• **How to complete this task**
All of the data that follows should be written out exactly.

• **Records provided**

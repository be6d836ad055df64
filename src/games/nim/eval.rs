//! Static evaluation for depth-limited Red-Blue Nim search.

use crate::core::Player;
use crate::rules::Evaluator;

use super::game::NimState;

/// Weighted marble count, signed against the player to move.
///
/// A state is worth `-(2 * red + 3 * blue)` to the player who must move in
/// it and the positive value to the other player: facing a large table is
/// bad for the mover.
#[derive(Clone, Copy, Debug, Default)]
pub struct MarbleCountEval;

impl Evaluator<NimState> for MarbleCountEval {
    fn evaluate(&self, state: &NimState, player: Player) -> f64 {
        let value = state.score();
        if player == state.to_move {
            -value
        } else {
            value
        }
    }
}
//! Interactive move entry for Red-Blue Nim.

use std::io::{BufRead, Write};

use crate::error::{Error, Result};
use crate::games::nim::{NimAction, NimState, Pile, RedBlueNim};
use crate::rules::Game;

use super::controller::Controller;

/// Prompts a person for pile and count until a legal action is entered.
pub struct HumanPlayer<R, W> {
    input: R,
    output: W,
}

impl<R: BufRead, W: Write> HumanPlayer<R, W> {
    pub fn new(input: R, output: W) -> Self {
        Self { input, output }
    }

    /// Ask for a move, re-prompting on malformed or illegal input.
    ///
    /// Fails with [`Error::InputClosed`] if input ends first.
    pub fn prompt_action(&mut self, game: &RedBlueNim, state: &NimState) -> Result<NimAction> {
        loop {
            let pile = self.ask("Choose pile (red/blue): ")?;
            let count = self.ask("How many marbles to remove (1 or 2)? ")?;

            match parse_move(&pile, &count) {
                Ok(action) if game.is_legal(state, &action) => return Ok(action),
                Ok(action) => {
                    log::debug!("rejected illegal move {action} in {state}");
                    self.say("Invalid move! Try again.\n")?;
                }
                Err(err) => {
                    log::debug!("rejected input: {err}");
                    self.say("Invalid input! Try again.\n")?;
                }
            }
        }
    }

    fn ask(&mut self, prompt: &str) -> Result<String> {
        write!(self.output, "{prompt}").map_err(|e| Error::io("write prompt", e))?;
        self.output.flush().map_err(|e| Error::io("flush prompt", e))?;

        let mut line = String::new();
        let read = self
            .input
            .read_line(&mut line)
            .map_err(|e| Error::io("read move", e))?;
        if read == 0 {
            return Err(Error::InputClosed);
        }
        Ok(line.trim().to_string())
    }

    fn say(&mut self, message: &str) -> Result<()> {
        writeln!(self.output, "{message}").map_err(|e| Error::io("write message", e))
    }
}

/// Any whole number is accepted as a count; legality is checked against
/// the state afterwards.
fn parse_move(pile: &str, count: &str) -> Result<NimAction> {
    let pile = pile.parse::<Pile>()?;
    let count = count
        .parse::<u32>()
        .map_err(|_| Error::InvalidCount(count.to_string()))?;
    Ok(NimAction::new(pile, count))
}

impl<R: BufRead, W: Write> Controller<RedBlueNim> for HumanPlayer<R, W> {
    fn choose(&mut self, game: &RedBlueNim, state: &NimState) -> Result<NimAction> {
        self.prompt_action(game, state)
    }

    fn is_automatic(&self) -> bool {
        false
    }
}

• **Task answer**
repository be6d836ad055df64
filename src/games/nim/eval.rs
//! Static evaluation for depth-limited Red-Blue Nim search.

use crate::core::Player;
use crate::rules::Evaluator;

use super::game::NimState;

/// Weighted marble count, signed against the player to move.
///
/// A state is worth `-(2 * red + 3 * blue)` to the player who must move in
/// it and the positive value to the other player: facing a large table is
/// bad for the mover.
#[derive(Clone, Copy, Debug, Default)]
pub struct MarbleCountEval;

impl Evaluator<NimState> for MarbleCountEval {
    fn evaluate(&self, state: &NimState, player: Player) -> f64 {
        let value = state.score();
        if player == state.to_move {
            -value
        } else {
            value
        }
    }
}
//! Interactive move entry for Red-Blue Nim.

use std::io::{BufRead, Write};

use crate::error::{Error, Result};
use crate::games::nim::{NimAction, NimState, Pile, RedBlueNim};
use crate::rules::Game;

use super::controller::Controller;

/// Prompts a person for pile and count until a legal action is entered.
pub struct HumanPlayer<R, W> {
    input: R,
    output: W,
}

impl<R: BufRead, W: Write> HumanPlayer<R, W> {
    pub fn new(input: R, output: W) -> Self {
        Self { input, output }
    }

    /// Ask for a move, re-prompting on malformed or illegal input.
    ///
    /// Fails with [`Error::InputClosed`] if input ends first.
    pub fn prompt_action(&mut self, game: &RedBlueNim, state: &NimState) -> Result<NimAction> {
        loop {
            let pile = self.ask("Choose pile (red/blue): ")?;
            let count = self.ask("How many marbles to remove (1 or 2)? ")?;

            match parse_move(&pile, &count) {
                Ok(action) if game.is_legal(state, &action) => return Ok(action),
                Ok(action) => {
                    log::debug!("rejected illegal move {action} in {state}");
                    self.say("Invalid move! Try again.\n")?;
                }
                Err(err) => {
                    log::debug!("rejected input: {err}");
                    self.say("Invalid input! Try again.\n")?;
                }
            }
        }
    }

    fn ask(&mut self, prompt: &str) -> Result<String> {
        write!(self.output, "{prompt}").map_err(|e| Error::io("write prompt", e))?;
        self.output.flush().map_err(|e| Error::io("flush prompt", e))?;

        let mut line = String::new();
        let read = self
            .input
            .read_line(&mut line)
            .map_err(|e| Error::io("read move", e))?;
        if read == 0 {
            return Err(Error::InputClosed);
        }
        Ok(line.trim().to_string())
    }

    fn say(&mut self, message: &str) -> Result<()> {
        writeln!(self.output, "{message}").map_err(|e| Error::io("write message", e))
    }
}

/// Any whole number is accepted as a count; legality is checked against
/// the state afterwards.
fn parse_move(pile: &str, count: &str) -> Result<NimAction> {
    let pile = pile.parse::<Pile>()?;
    let count = count
        .parse::<u32>()
        .map_err(|_| Error::InvalidCount(count.to_string()))?;
    Ok(NimAction::new(pile, count))
}

impl<R: BufRead, W: Write> Controller<RedBlueNim> for HumanPlayer<R, W> {
    fn choose(&mut self, game: &RedBlueNim, state: &NimState) -> Result<NimAction> {
        self.prompt_action(game, state)
    }

    fn is_automatic(&self) -> bool {
        false
    }
}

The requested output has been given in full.